The Screen Awards in January sent out the first strong signal that of all the films released in 2009, 3 Idiots and Paa were the most award-friendly. Will the Filmfare Awards, to be held on 27 February, be any different? Rajkumar Hirani has probably already memorized his acceptance speech for the best director award, while the Bachchans must be getting ready to jointly receive the best actor prize for Amitabh Bachchan in Paa.
No surprises: Big-budget films such as 3 Idiots are bound to win.
The organizers and juries of film awards are usually keener on mirroring popular taste than rewarding formal achievements or experimentation. Sometimes, they simply defy logic. There was no reason why Aamir Khan should have lost the Filmfare Award for best actor in 1995 to Shah Rukh Khan. The only explanation is that Rangeela didn’t make as much as money as Dilwale Dulhania le Jayenge.
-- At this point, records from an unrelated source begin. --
//! Snapshot document types.

use std::collections::HashMap;

use chrono::{DateTime, Utc};
use serde::{Deserialize, Serialize};

use crate::records::{
    AccountBalance, ConnectedAccount, Debt, Expense, IncomeStream, Investment, JobExitSettings,
    RecordStore, Transaction, seed,
};

/// Current snapshot format version.
pub const SNAPSHOT_VERSION: u32 = 1;

/// The persisted record set.
#[derive(Debug, Clone, Serialize, Deserialize)]
pub struct SnapshotDocument {
    /// Snapshot format version.
    pub version: u32,
    /// When the snapshot was written.
    pub saved_at: DateTime<Utc>,
    /// Income streams.
    pub income_streams: Vec<IncomeStream>,
    /// Expenses.
    pub expenses: Vec<Expense>,
    /// Investments.
    pub investments: Vec<Investment>,
    /// Debts.
    pub debts: Vec<Debt>,
    /// Bank-account connections (credentials included; the snapshot never
    /// leaves the local store).
    #[serde(default)]
    pub connected_accounts: Vec<ConnectedAccount>,
    /// Balance snapshots keyed by external account id.
    #[serde(default)]
    pub account_balances: HashMap<String, AccountBalance>,
    /// Ingested transactions.
    #[serde(default)]
    pub transactions: Vec<Transaction>,
    /// Job-exit settings.
    pub job_exit: JobExitSettings,
}

impl SnapshotDocument {
    /// Captures the current record set.
    #[must_use]
    pub fn capture(store: &RecordStore, saved_at: DateTime<Utc>) -> Self {
        Self {
            version: SNAPSHOT_VERSION,
            saved_at,
            income_streams: store.income_streams().to_vec(),
            expenses: store.expenses().to_vec(),
            investments: store.investments().to_vec(),
            debts: store.debts().to_vec(),
            connected_accounts: store.connected_accounts().to_vec(),
            account_balances: store.account_balances().clone(),
            transactions: store.transactions().to_vec(),
            job_exit: store.job_exit(),
        }
    }

    /// Captures the seed defaults.
    #[must_use]
    pub fn seeded(saved_at: DateTime<Utc>) -> Self {
        Self::capture(&seed::seeded_store(), saved_at)
    }

    /// Rebuilds a record store from this document.
    ///
    /// Debts that fail validation (a hand-edited document) are dropped
    /// rather than failing the whole restore.
    #[must_use]
    pub fn into_store(self) -> RecordStore {
        let mut store = RecordStore::new();
        store.set_income_streams(self.income_streams);
        store.set_expenses(self.expenses);
        store.set_investments(self.investments);

        let valid_debts: Vec<Debt> = self
            .debts
            .into_iter()
            .filter(|debt| debt.validate().is_ok())
            .collect();
        let _ = store.set_debts(valid_debts);

        store.set_connected_accounts(self.connected_accounts);
        store.set_account_balances(self.account_balances);
        store.set_transactions(self.transactions);
        store.set_job_exit(self.job_exit);
        store
    }
}

#[cfg(test)]
mod tests {
    use super::*;
    use rust_decimal_macros::dec;

    #[test]
    fn test_capture_and_restore_round_trip() {
        let original = seed::seeded_store();
        let document = SnapshotDocument::capture(&original, Utc::now());
        let restored = document.into_store();

        assert_eq!(restored.income_streams(), original.income_streams());
        assert_eq!(restored.expenses(), original.expenses());
        assert_eq!(restored.investments(), original.investments());
        assert_eq!(restored.debts(), original.debts());
        assert_eq!(restored.job_exit(), original.job_exit());
    }

    #[test]
    fn test_restore_drops_tampered_debts() {
        let mut document = SnapshotDocument::seeded(Utc::now());
        document.debts[0].balance = dec!(-1);

        let restored = document.into_store();
        assert_eq!(restored.debts().len(), 3);
    }

    #[test]
    fn test_seeded_document_carries_current_version() {
        let document = SnapshotDocument::seeded(Utc::now());
        assert_eq!(document.version, SNAPSHOT_VERSION);
        assert_eq!(document.expenses.len(), 15);
    }
}
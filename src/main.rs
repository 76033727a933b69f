//! Quicksort visualizer CLI - Record and replay a quicksort trace in the terminal.

#[cfg(feature = "dhat-heap")]
#[global_allocator]
static ALLOC: dhat::Alloc = dhat::Alloc;

use std::path::PathBuf;
use std::time::Instant;

use quicksort_viz::{
    playback::{PlaybackController, play_blocking},
    schema::{SequenceGenerator, VisualizerConfig},
    trace::{Action, ActionKind, record_trace},
};

enum Mode {
    Play,
    Dump,
    Verify,
}

fn main() {
    #[cfg(feature = "dhat-heap")]
    let _profiler = dhat::Profiler::new_heap();

    env_logger::init();

    let args: Vec<String> = std::env::args().collect();

    if args.iter().any(|a| a == "--help" || a == "-h") {
        print_usage(&args[0]);
        return;
    }

    if args.iter().any(|a| a == "--example") {
        print_example_config();
        return;
    }

    let mut mode = Mode::Play;
    let mut config_path: Option<PathBuf> = None;
    for arg in &args[1..] {
        match arg.as_str() {
            "--dump" => mode = Mode::Dump,
            "--verify" => mode = Mode::Verify,
            flag if flag.starts_with("--") => {
                eprintln!("Unknown flag: {}", flag);
                print_usage(&args[0]);
                std::process::exit(1);
            }
            path => config_path = Some(PathBuf::from(path)),
        }
    }

    let config = match &config_path {
        Some(path) => VisualizerConfig::from_file(path).unwrap_or_else(|e| {
            eprintln!("Error loading config {}: {}", path.display(), e);
            std::process::exit(1);
        }),
        None => VisualizerConfig::default(),
    };

    match mode {
        Mode::Dump => dump_trace(&config),
        Mode::Verify => verify_trace(&config),
        Mode::Play => play(&config),
    }
}

fn print_usage(program: &str) {
    eprintln!("Usage: {} [config.json] [--dump | --verify | --example]", program);
    eprintln!();
    eprintln!("Record a quicksort trace over random bar heights and replay it.");
    eprintln!();
    eprintln!("Arguments:");
    eprintln!("  config.json  Path to visualizer configuration (default: built-in)");
    eprintln!();
    eprintln!("Flags:");
    eprintln!("  --dump       Print the recorded trace as JSON instead of playing it");
    eprintln!("  --verify     Record, check trace invariants and print statistics");
    eprintln!("  --example    Print an example configuration");
}

fn dump_trace(config: &VisualizerConfig) {
    let values = SequenceGenerator::from_config(config).generate(config.bar_count);
    let trace = record_trace(&values);
    match serde_json::to_string_pretty(&trace) {
        Ok(json) => println!("{}", json),
        Err(e) => {
            eprintln!("Error serializing trace: {}", e);
            std::process::exit(1);
        }
    }
}

fn verify_trace(config: &VisualizerConfig) {
    let values = SequenceGenerator::from_config(config).generate(config.bar_count);

    let start = Instant::now();
    let trace = record_trace(&values);
    let elapsed = start.elapsed();

    println!("Trace: {}", trace.stats());
    println!("Recorded in {:.3}ms", elapsed.as_secs_f64() * 1000.0);

    if let Err(e) = trace.verify() {
        eprintln!("Trace invariant violated: {}", e);
        std::process::exit(1);
    }
    println!("All invariants hold.");
}

fn play(config: &VisualizerConfig) {
    println!("Quicksort Visualizer");
    println!("====================");
    println!(
        "Bars: {} (values {}..{})",
        config.bar_count, config.min_value, config.max_value
    );
    println!("Delay: {}ms", config.delay_ms);
    println!();

    let mut controller = PlaybackController::new(config, TextRenderer::default());
    println!("Actions: {}", controller.len());
    println!();

    let start = Instant::now();
    let applied = play_blocking(&mut controller);

    println!();
    println!(
        "Replayed {} actions in {:.2}s",
        applied,
        start.elapsed().as_secs_f32()
    );
}

/// Prints one line per applied action.
#[derive(Default)]
struct TextRenderer {
    step: usize,
}

impl quicksort_viz::Renderer for TextRenderer {
    fn on_action(&mut self, action: &Action) {
        let detail = match action.kind {
            ActionKind::Init => String::new(),
            ActionKind::Pivot { pivot, left, right } => {
                format!("p={} range=[{}, {}]", pivot, left, right)
            }
            ActionKind::Compare { pair, .. } | ActionKind::Swap { pair, .. } => {
                format!("({}, {})", pair.0, pair.1)
            }
            ActionKind::Sorted { position } => format!("#{}", position),
        };
        println!(
            "{:>5} {:<7} {:<24} sorted {:>3}/{:<3} {:?}",
            self.step,
            action.kind.label(),
            detail,
            action.sorted.len(),
            action.len(),
            action.snapshot
        );
        self.step += 1;
    }
}

fn print_example_config() {
    let config = VisualizerConfig {
        seed: Some(42),
        ..Default::default()
    };

    println!("Example configuration (config.json):");
    match serde_json::to_string_pretty(&config) {
        Ok(json) => println!("{}", json),
        Err(e) => eprintln!("Error serializing config: {}", e),
    }
}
Juries change over the years, but Mammon never leaves the room.
Aamir Khan will probably get the best actor award this year for 3 Idiots, for which he is competing with Bachchan Sr’s progeria-affected adolescent in Paa. Ranbir Kapoor, who shone in Wake Up Sid, Ajab Prem ki Ghazab Kahani and Rocket Singh: Salesman of the Year, may have to be satisfied with the “critics’ choice” award, which is usually given to any film or performer that earned more stars than box-office revenue. Prominent consolation prize winners include Ram Gopal Varma for his magnificent Satya in 1999 and Rani Mukherjee for Saathiya in 2003. Satya lost out to Kuch Kuch Hota Hai, while Mukherjee was trumped by Aishwarya Rai Bachchan in Devdas. Vishal Bhardwaj didn’t even get nominated in the best soundtrack category for Omkara in 2006, despite it being one of his best scores.
The Filmfare Awards are as risk-averse as the Oscars, and reward superhits, spectacles and comebacks just as fondly as Hollywood. 3 Idiots has raked in so much money that the film which ostensibly celebrates non-conformism is compelling everybody to fall in line. Is there any awards ceremony in the country that dares to evaluate 3 Idiots purely on its aesthetic merits and decide that its contrived screenplay and broad acting don’t deserve to be covered in awards glory? Which is a more nuanced performance: Amitabh Bachchan under acres of make-up in Paa, or Ranbir Kapoor in Wake Up Sid?
The answers can be found in the balance sheets of the production houses that control the industry. The year 2009 was one of hubris and humiliation for several banners. Audiences proved to be crueller than the monsoon. They punished several big-budget films and showered their blessings on a select few. A movie’s box-office fate proved to be less predictable than an Indian Premier League match. The gargantuan success of 3 Idiots indicated that audiences haven’t stopped being suckers for old-fashioned, manipulative storytelling. The fact that 3 Idiots is still going great guns in a cinema hall near you makes the envelope-pushing of Dev.D and Kaminey a distant memory.
My own prediction for the Filmfare Awards is that the big lollies will be handed to 3 Idiots and Paa. The rest of the awards will be distributed evenly among the less fortunate. Everybody will go home with at least one golden piece of metal. Film-makers who lose out at Filmfare, or feel that they’re a statuette or two short, can take heart in the fact that there’s always the National Awards to look forward to. Our increasingly glamour-struck government can be counted upon to give Bollywood yet another pat on the back.
Nandini Ramnath is the film critic of Time Out Mumbai (www.timeoutmumbai.net).